In 2003 I initially suggested that the First American Republic was over. But not until the Washington takeover by Donald Trump has this phenomenon been widely discussed. What follows is one in a series of notes on some of the factors that helped to end the First American Republic, some of which are a copy or a remix of earlier writing. More will appear in coming days
From Grand Old Party to Greedy Old Prigs
Although there were signs of trouble as early as 1944, when the conservative Human Events magazine was launched, Republicans in general stayed within traditional American culture until the Reagan administration. There were exceptions, the most striking being Joseph McCarthy and his ilk, but on the whole Republicans represented a wing of American politics rather than, as at present, a political asteroid threatening to blow the whole place up. People such as Robert A. Taft and Margaret Chase Smith were like your grandfather and grandmother, out of touch with the times but still members of the family. Dwight Eisenhower was a moderate and Richard Nixon - for all his personal faults - was on domestic issues the last liberal president America has had.
That changed radically with Ronald Reagan, who applied principles he had used to sell Chesterfield cigarettes to hawk a toxic form of government described well by Robert Lekachman:
"Ronald Reagan must be the nicest president who ever destroyed a union, tried to cut school lunch milk rations from six to four ounces, and compelled families in need of public help to first dispose of household goods in excess of $1,000".
Of course, Reagan had help, including from Margaret Thatcher who served as his brains as he went around oh shucksing the voters.
There is considerable evidence that the collapse of the First American Republic began in no small part with Reagan's inauguration:
- The number of federal inmates increased from approximately 25,000 in FY1980 to about 170,000 today.
- From 1947 to 1979 family income of the bottom 20% went up 116% and those in the top 20% went up 99%. Between 1980 and 2009, the bottom 20% went up 15% while the top 20% went up 95%
- Middle class debt has leaped.
- Personal bankruptcies went up
- Student loan debt has soared.
- In the 1980s there were 50 corporations controlling most of the major media. Now there are six.
- During the Reagan administration the number of families living below the poverty line increased by one-third.
= Reagan began the dismantling of the labor union movement
There are other aspects of the Reagan years we tend to forget. For example, the Reagan administration was among the most corrupt in American history including, by one estimate, 31 convictions of top officials. By comparison 40 government officials were indicted or convicted in the wake of Watergate. 47 individuals and businesses associated with the Clinton machine were convicted of or pleaded guilty to crimes with 33 of these occurring during the Clinton administration itself.

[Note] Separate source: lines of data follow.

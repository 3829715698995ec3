use std::collections::HashMap;

use crate::handle::{BufferHandle, ImageHandle};
use crate::resource::ResourceState;

/// A single resource access, recorded per pass.
#[derive(Debug, Clone, Copy)]
pub struct Access {
    pub state: ResourceState,
}

/// A barrier the scheduler must insert before a pass runs.
#[derive(Debug, Clone, Copy)]
pub struct BufferBarrier {
    pub buffer: BufferHandle,
    pub before: ResourceState,
    pub after: ResourceState,
}

#[derive(Debug, Clone, Copy)]
pub struct ImageBarrier {
    pub image: ImageHandle,
    pub before: ResourceState,
    pub after: ResourceState,
}

/// Tracks the last-known state of every buffer and image touched so far in
/// the frame and emits barriers when a pass's declared accesses conflict
/// with the previous pass's.
///
/// This is the mechanism behind automatic barrier insertion between passes:
/// the depth pre-pass declares `DepthWrite` on the depth image, the
/// depth-pyramid pass declares `ShaderResource` on the same image, and
/// `ResourceTracker::access` returns the one barrier needed to bridge them.
#[derive(Default)]
pub struct ResourceTracker {
    buffers: HashMap<BufferHandle, ResourceState>,
    images: HashMap<ImageHandle, ResourceState>,
    /// While `true`, `access_buffer`/`access_image` record state but never
    /// emit a barrier — used for the "write scene buffers" pass, which
    /// disables automatic barriers for its batch of uploads and commits one
    /// barrier set at the end instead of one per write.
    pub automatic_barriers_enabled: bool,
}

impl ResourceTracker {
    pub fn new() -> Self {
        Self { buffers: HashMap::new(), images: HashMap::new(), automatic_barriers_enabled: true }
    }

    /// Record a pass's access to `buffer`, returning a barrier if the new
    /// state conflicts with the previously tracked one.
    pub fn access_buffer(
        &mut self,
        buffer: BufferHandle,
        access: Access,
    ) -> Option<BufferBarrier> {
        let previous = self.buffers.insert(buffer, access.state);
        if !self.automatic_barriers_enabled {
            return None;
        }
        match previous {
            Some(before) if before != access.state || access.state.writes() => {
                Some(BufferBarrier { buffer, before, after: access.state })
            }
            _ => None,
        }
    }

    pub fn access_image(&mut self, image: ImageHandle, access: Access) -> Option<ImageBarrier> {
        let previous = self.images.insert(image, access.state);
        if !self.automatic_barriers_enabled {
            return None;
        }
        match previous {
            Some(before) if before != access.state || access.state.writes() => {
                Some(ImageBarrier { image, before, after: access.state })
            }
            _ => None,
        }
    }

    /// Seed the tracker's view of `image`'s state without emitting a
    /// barrier, e.g. after a window resize recreates the resource.
    pub fn set_image_state(&mut self, image: ImageHandle, state: ResourceState) {
        self.images.insert(image, state);
    }

    pub fn set_buffer_state(&mut self, buffer: BufferHandle, state: ResourceState) {
        self.buffers.insert(buffer, state);
    }

    pub fn image_state(&self, image: ImageHandle) -> Option<ResourceState> {
        self.images.get(&image).copied()
    }

    pub fn buffer_state(&self, buffer: BufferHandle) -> Option<ResourceState> {
        self.buffers.get(&buffer).copied()
    }
}

#[cfg(test)]
mod test {
    use super::*;

    #[test]
    fn depth_write_to_shader_resource_emits_barrier() {
        let mut tracker = ResourceTracker::new();
        let depth = ImageHandle(0);

        let first = tracker.access_image(depth, Access { state: ResourceState::DepthWrite });
        assert!(first.is_none(), "first access has nothing to transition from");

        let second = tracker.access_image(depth, Access { state: ResourceState::ShaderResource });
        let barrier = second.expect("conflicting access must emit a barrier");
        assert_eq!(barrier.before, ResourceState::DepthWrite);
        assert_eq!(barrier.after, ResourceState::ShaderResource);
    }

    #[test]
    fn disabled_automatic_barriers_suppress_emission() {
        let mut tracker = ResourceTracker::new();
        let buffer = BufferHandle(0);
        tracker.automatic_barriers_enabled = false;

        tracker.access_buffer(buffer, Access { state: ResourceState::CopyDest });
        let barrier = tracker.access_buffer(buffer, Access { state: ResourceState::ShaderResource });
        assert!(barrier.is_none());
        assert_eq!(tracker.buffer_state(buffer), Some(ResourceState::ShaderResource));
    }
}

David R. Simon and D. Stanley Eitzen in Elite Deviance, report that 138 appointees of the Reagan administration either resigned under an ethical cloud or were criminally indicted.
Reagan's policies also led to what was then the greatest financial scandal in American history: the savings & loan debacle which cost taxpayers billions of dollars.
In short, Reagan started the dismantling of the New Deal and the Great Society and the major progress of those eras. We have had not recovery since, and Donald Trump has made it far worse.
More to come
1 comment:
I was only 16 when Ronnie Raygun was elected. I actually listened to his words and took note of what he was talking about and the policies he supported. His whole plan looked to me like he wanted to destroy everything good and worthwhile in the country. He seemed to want to rule a banana republic. I told everyone that a vote for RR was a vote to turn the U.S. into a "third world" country. I was ridiculed over this, but I kept speaking up. I still don't understand how people can be so foolish to vote against their own interests, and to keep doing it over and over and over.